Education and excellence are hard wired into our DNA – we are and have been for centuries a learning nation.

We can always do better of course and on issues such as access and governance and student support we must do better.

But our success as a learning nation is built on one simple belief.  A belief that is at the heart not just of this party’s view of Scotland but of Scotland’s view of itself.

Education is not for sale. Education must always be based on ability to learn, not ability to pay.

Education, Convener, transforms lives. It also transforms society. It enriches us all. It is a communal good provided by and given back to that Commonweal about which the First Minister spoke yesterday.

Your Government – this SNP Government – will always further the interest of Scotland all who love here by supporting, investing in and continually improving education, at every level, despite the difficulties.

For in the last four years we have made much progress, conference, but there is no room for complacency when it comes to giving removing barriers to success for our young people and our nation.

Convener, Scotland’s young people don’t need anyone’s permission to be ambitious. For them too there must be Nae Limits.

What they need is our support to help them achieve to the fullest of their potential.  To help them become successful learners, confident individuals, responsible citizens and effective contributors to our society.

Those are of courses the four capacities that lie at the heart of Curriculum for Excellence.  And in a sense our job is to ensure that our whole country – young and old – consists of successful learners, confident individuals, responsible citizens and effective contributors.

As a party that is what we seek for Scotland and we as our party must play our part.

We are, and must go on being successful learners at the business of government, taking our nation forward together.

We need to be confident in our ability to answer the questions about our collective future.  We must always be responsible global citizens.

And our whole progress has been based on, and will be based on, the effective contribution we make to our country, our communities and to everyone who lives here.

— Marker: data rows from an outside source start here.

/// Errors produced while encoding or decoding GraphBinary values.
///
/// Every deserialize subkind named in the wire grammar gets its own variant
/// so callers (and the protocol engine above this crate) can distinguish a
/// truncated buffer from a type mismatch from a malformed flag byte.
#[derive(Debug, thiserror::Error)]
pub enum CodecError {
    #[error("buffer is missing: no bytes remain to read")]
    BufferMissing,

    #[error("buffer is empty: expected at least one byte")]
    BufferEmpty,

    #[error("unexpected type code: expected {expected:#04x}, found {found:#04x}")]
    UnexpectedTypeCode { expected: u8, found: u8 },

    #[error("unrecognized type code {0:#04x}")]
    UnrecognizedTypeCode(u8),

    #[error("value flag is missing: buffer exhausted before the flag byte")]
    ValueFlagMissing,

    #[error("unexpected value flag {0:#04x}: only bit 0x01 (null) is defined")]
    UnexpectedValueFlag(u8),

    #[error("unexpected value length {length}: {reason}")]
    UnexpectedValueLength { length: i64, reason: &'static str },

    #[error("value {0} is out of range for the target integer width")]
    SerializeRange(i128),

    #[error("no GraphBinary encoding is registered for this value")]
    SerializeUnknownType,

    #[error("null is not permitted in a non-nullable slot")]
    UnexpectedNull,

    #[error("invalid UTF-8 in GraphBinary string: {0}")]
    InvalidUtf8(#[from] std::str::Utf8Error),
}

pub type Result<T> = std::result::Result<T, CodecError>;
#[cfg(test)]
mod tests {
    use super::*;
    use crate::catalog::traits::mocks::MockCatalog;
    use serde_json::json;

    fn resolver(mock: MockCatalog) -> (ArtistIdResolver, Arc<MockCatalog>) {
        let mock = Arc::new(mock);
        let catalog: Arc<dyn CatalogApi> = mock.clone();
        let cache = Arc::new(ResponseCache::new(Duration::from_secs(60)));
        (ArtistIdResolver::new(catalog, cache), mock)
    }

    fn credit(id: &str, name: &str) -> Value {
        json!({"name": name, "artist": {"id": id, "name": name}})
    }

    fn release(title: &str, credits: Vec<Value>) -> Value {
        json!({"id": format!("rel-{}", title), "title": title, "artist-credit": credits})
    }

    fn recording(title: &str, credits: Vec<Value>) -> Value {
        json!({"id": format!("rec-{}", title), "title": title, "artist-credit": credits})
    }

    #[tokio::test]
    async fn test_upc_match_short_circuits_text_search() {
        let mock = MockCatalog::new()
            .respond(
                "release",
                "barcode:0602527290147",
                json!({"releases": [release("Jazz", vec![credit("queen-upc", "Queen")])]}),
            )
            .respond(
                "release",
                "release:",
                json!({"releases": [release("Jazz", vec![credit("queen-text", "Queen")])]}),
            );
        let (resolver, mock) = resolver(mock);

        let query = SearchQuery::artist("Queen")
            .with_album("Jazz")
            .with_upc("0602527290147");
        let id = resolver.resolve_artist_id(&query).await;

        assert_eq!(id.as_deref(), Some("queen-upc"));
        let requests = mock.requests();
        assert_eq!(requests.len(), 1);
        assert_eq!(requests[0].query.as_deref(), Some("barcode:0602527290147"));
    }

    #[tokio::test]
    async fn test_upc_queried_before_text_when_it_misses() {
        let mock = MockCatalog::new().respond(
            "release",
            "release:",
            json!({"releases": [release("Jazz", vec![credit("queen-id", "Queen")])]}),
        );
        let (resolver, mock) = resolver(mock);

        let query = SearchQuery::artist("Queen").with_album("Jazz").with_upc("000");
        let id = resolver.resolve_artist_id(&query).await;

        assert_eq!(id.as_deref(), Some("queen-id"));
        let requests = mock.requests();
        assert_eq!(requests[0].query.as_deref(), Some("barcode:000"));
        assert!(requests[1].query.as_deref().unwrap().contains("release:\"Jazz\""));
    }

    #[tokio::test]
    async fn test_barcode_search_accepts_any_release_title() {
        let mock = MockCatalog::new().respond(
            "release",
            "barcode:123",
            json!({"releases": [release("Something Else Entirely", vec![credit("a-id", "Queen")])]}),
        );
        let (resolver, _) = resolver(mock);

        let id = resolver
            .search_artist_by_album("Queen", None, Some("123"))
            .await;
        assert_eq!(id.as_deref(), Some("a-id"));
    }

    #[tokio::test]
    async fn test_strict_match_beats_earlier_loose_match() {
        let mock = MockCatalog::new().respond(
            "release",
            "release:",
            json!({"releases": [
                release("Abbey Road", vec![credit("loose-id", "The Beatles")]),
                release("Abbey Road", vec![credit("strict-id", "Beatles")]),
            ]}),
        );
        let (resolver, _) = resolver(mock);

        let id = resolver
            .search_artist_by_album("Beatles", Some("Abbey Road"), None)
            .await;
        assert_eq!(id.as_deref(), Some("strict-id"));
    }

    #[tokio::test]
    async fn test_loose_match_used_when_no_strict_match() {
        let mock = MockCatalog::new().respond(
            "release",
            "release:",
            json!({"releases": [release("Abbey Road", vec![credit("loose-id", "The Beatles")])]}),
        );
        let (resolver, _) = resolver(mock);

        let id = resolver
            .search_artist_by_album("Beatles", Some("Abbey Road"), None)
            .await;
        assert_eq!(id.as_deref(), Some("loose-id"));
    }

    #[tokio::test]
    async fn test_alias_match_returns_artist_id() {
        let mock = MockCatalog::new().respond(
            "release",
            "release:",
            json!({"releases": [{
                "id": "rel-1",
                "title": "Homogenic",
                "artist-credit": [{
                    "name": "Björk",
                    "artist": {
                        "id": "bjork-id",
                        "name": "Björk Guðmundsdóttir",
                        "aliases": [{"name": "Bjork"}]
                    }
                }]
            }]}),
        );
        let (resolver, _) = resolver(mock);

        let id = resolver
            .search_artist_by_album("Bjork", Some("Homogenic"), None)
            .await;
        assert_eq!(id.as_deref(), Some("bjork-id"));
    }

    #[tokio::test]
    async fn test_missing_releases_key_is_no_match() {
        let mock = MockCatalog::new().respond("release", "", json!({"not-releases": []}));
        let (resolver, _) = resolver(mock);

        let id = resolver
            .search_artist_by_album("Queen", Some("Jazz"), None)
            .await;
        assert!(id.is_none());
    }

    #[tokio::test]
    async fn test_title_mismatch_is_skipped() {
        let mock = MockCatalog::new().respond(
            "release",
            "release:",
            json!({"releases": [release("Greatest Hits", vec![credit("queen-id", "Queen")])]}),
        );
        let (resolver, _) = resolver(mock);

        let id = resolver
            .search_artist_by_album("Queen", Some("Jazz"), None)
            .await;
        assert!(id.is_none());
    }

    #[tokio::test]
    async fn test_second_spelling_is_tried() {
        // Only the normalized spelling "acdc" finds anything
        let mock = MockCatalog::new().respond(
            "release",
            "artist:\"acdc\"",
            json!({"releases": [release("Back in Black", vec![credit("acdc-id", "AC/DC")])]}),
        );
        let (resolver, mock) = resolver(mock);

        let id = resolver
            .search_artist_by_album("AC/DC", Some("Back in Black"), None)
            .await;

        assert_eq!(id.as_deref(), Some("acdc-id"));
        let requests = mock.requests();
        assert_eq!(requests.len(), 2);
        assert!(requests[0].query.as_deref().unwrap().contains(r"AC\/DC"));
    }

    #[tokio::test]
    async fn test_isrc_lookup_accepts_any_recording() {
        let mock = MockCatalog::new().respond(
            "isrc/GBUM71029604",
            "",
            json!({"isrc": "GBUM71029604", "recordings": [
                recording("Bohemian Rhapsody (Remastered 2011)", vec![credit("queen-id", "Queen")])
            ]}),
        );
        let (resolver, mock) = resolver(mock);

        let query = SearchQuery::artist("Queen")
            .with_isrc("GBUM71029604")
            .with_track("Something Different");
        let id = resolver.resolve_artist_id(&query).await;

        assert_eq!(id.as_deref(), Some("queen-id"));
        let requests = mock.requests();
        assert_eq!(requests[0].endpoint, "isrc/GBUM71029604");
        assert_eq!(requests[0].inc.as_deref(), Some("artist-credits"));
    }

    #[tokio::test]
    async fn test_track_text_search() {
        let mock = MockCatalog::new().respond(
            "recording",
            "\"Under Pressure\" AND artist:\"Queen\"",
            json!({"recordings": [recording("Under Pressure", vec![
                credit("queen-id", "Queen"),
                credit("bowie-id", "David Bowie"),
            ])]}),
        );
        let (resolver, _) = resolver(mock);

        let query = SearchQuery::artist("David Bowie").with_track("Under Pressure");
        let id = resolver.resolve_artist_id(&query).await;
        assert!(id.is_none(), "query text is built from the requested artist");

        let query = SearchQuery::artist("Queen").with_track("Under Pressure");
        let id = resolver.resolve_artist_id(&query).await;
        assert_eq!(id.as_deref(), Some("queen-id"));
    }

    #[tokio::test]
    async fn test_tiers_fall_through_in_order() {
        let mock = MockCatalog::new().respond(
            "recording",
            "",
            json!({"recordings": [recording("Bicycle Race", vec![credit("queen-id", "Queen")])]}),
        );
        let (resolver, mock) = resolver(mock);

        let query = SearchQuery::artist("Queen")
            .with_upc("1")
            .with_isrc("2")
            .with_album("Jazz")
            .with_track("Bicycle Race");
        let id = resolver.resolve_artist_id(&query).await;

        assert_eq!(id.as_deref(), Some("queen-id"));
        let endpoints: Vec<_> = mock.requests().into_iter().map(|r| r.endpoint).collect();
        assert_eq!(
            endpoints,
            vec!["release", "isrc/2", "release", "release", "recording"]
        );
    }

    #[tokio::test]
    async fn test_undecodable_response_is_no_match() {
        let mock = MockCatalog::new().respond_undecodable("release", "");
        let (resolver, _) = resolver(mock);

        let query = SearchQuery::artist("Queen").with_album("Jazz");
        assert!(resolver.resolve_artist_id(&query).await.is_none());
    }

    #[tokio::test]
    async fn test_network_error_is_no_match() {
        let mock = MockCatalog::with_error(CatalogError::Network("timeout".to_string()));
        let (resolver, _) = resolver(mock);

        let query = SearchQuery::artist("Queen").with_album("Jazz").with_track("Mustapha");
        assert!(resolver.resolve_artist_id(&query).await.is_none());
    }

    #[tokio::test]
    async fn test_repeated_lookup_is_served_from_cache() {
        let mock = MockCatalog::new().respond(
            "release",
            "release:",
            json!({"releases": [release("Jazz", vec![credit("queen-id", "Queen")])]}),
        );
        let (resolver, mock) = resolver(mock);

        let query = SearchQuery::artist("Queen").with_album("Jazz");
        assert_eq!(resolver.resolve_artist_id(&query).await.as_deref(), Some("queen-id"));
        assert_eq!(resolver.resolve_artist_id(&query).await.as_deref(), Some("queen-id"));
        assert_eq!(mock.requests().len(), 1);
    }

    #[tokio::test]
    async fn test_empty_artist_resolves_nothing() {
        let (resolver, mock) = resolver(MockCatalog::new());
        let query = SearchQuery::artist("   ").with_album("Jazz");
        assert!(resolver.resolve_artist_id(&query).await.is_none());
        assert!(mock.requests().is_empty());
    }
}
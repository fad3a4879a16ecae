//! tagprobe - inspect audio tags and resolve MusicBrainz artist ids.

use clap::Parser;
use tagprobe::cli;
use tracing_subscriber::{EnvFilter, fmt, prelude::*};

fn main() -> anyhow::Result<()> {
    let args = cli::Cli::parse();

    // Initialize logging; stdout is reserved for command output
    let level = if args.verbose {
        "tagprobe=debug"
    } else {
        "tagprobe=info"
    };
    tracing_subscriber::registry()
        .with(fmt::layer().with_target(true).with_writer(std::io::stderr))
        .with(EnvFilter::from_default_env().add_directive(level.parse()?))
        .init();

    cli::run_command(&args)?;
    Ok(())
}
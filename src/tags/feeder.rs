//! Background stdin feeder for streamed inspection input.
//!
//! Pulls chunks from a producer and writes them into the child's stdin,
//! optionally stopping at a byte budget. The sink is always shut down at
//! the end so the child sees EOF.

use futures::{Stream, StreamExt};
use tokio::io::{AsyncWrite, AsyncWriteExt};

/// Why the feeder stopped.
#[derive(Debug, Clone, Copy, PartialEq, Eq)]
pub enum FeedStop {
    /// The producer ran out of chunks
    Exhausted,
    /// The byte budget was used up
    LimitReached,
    /// The child closed its end of the pipe
    ReaderClosed,
    /// Any other write error
    WriteFailed,
}

#[derive(Debug, Clone, Copy, PartialEq, Eq)]
pub struct FeedOutcome {
    pub bytes_written: usize,
    pub stopped: FeedStop,
}

impl FeedOutcome {
    /// True when the child did not receive the whole input.
    pub fn cut_short(&self) -> bool {
        matches!(self.stopped, FeedStop::ReaderClosed | FeedStop::WriteFailed)
    }
}

/// Write every chunk from `chunks` into `sink`, then shut the sink down.
///
/// With a `limit`, no more than `limit` bytes are written: the chunk that
/// crosses the boundary is truncated and no further chunk is pulled.
pub async fn feed_chunks<W, S>(mut sink: W, mut chunks: S, limit: Option<usize>) -> FeedOutcome
where
    W: AsyncWrite + Unpin,
    S: Stream<Item = Vec<u8>> + Unpin,
{
    let mut bytes_written = 0usize;

    let stopped = loop {
        if let Some(limit) = limit
            && bytes_written >= limit
        {
            break FeedStop::LimitReached;
        }
        let Some(chunk) = chunks.next().await else {
            break FeedStop::Exhausted;
        };

        let take = match limit {
            Some(limit) => chunk.len().min(limit - bytes_written),
            None => chunk.len(),
        };
        match sink.write_all(&chunk[..take]).await {
            Ok(()) => bytes_written += take,
            Err(e) if e.kind() == std::io::ErrorKind::BrokenPipe => {
                tracing::debug!(bytes_written, "Reader closed the pipe, stopping feeder");
                break FeedStop::ReaderClosed;
            }
            Err(e) => {
                tracing::warn!(bytes_written, "Feeding input failed: {}", e);
                break FeedStop::WriteFailed;
            }
        }
    };

    if let Err(e) = sink.shutdown().await {
        tracing::debug!("Closing feeder sink: {}", e);
    }

    FeedOutcome {
        bytes_written,
        stopped,
    }
}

Successful, confident, responsible, effective.

That is what an independent nation must be. Our job is to create the route to that nation.  To make the idea of it live in the minds and hearts of our fellow citizens. To offer the political means of aining it. And to govern wisely while we are on the way to it.

That is what we have tried to do for the last 80 years.  That is what we have the opportunity to do now.  That is the job we must finish.

Convener, we are the fortunate generation of nationalists – there are now Nae Limits to what we can achieve.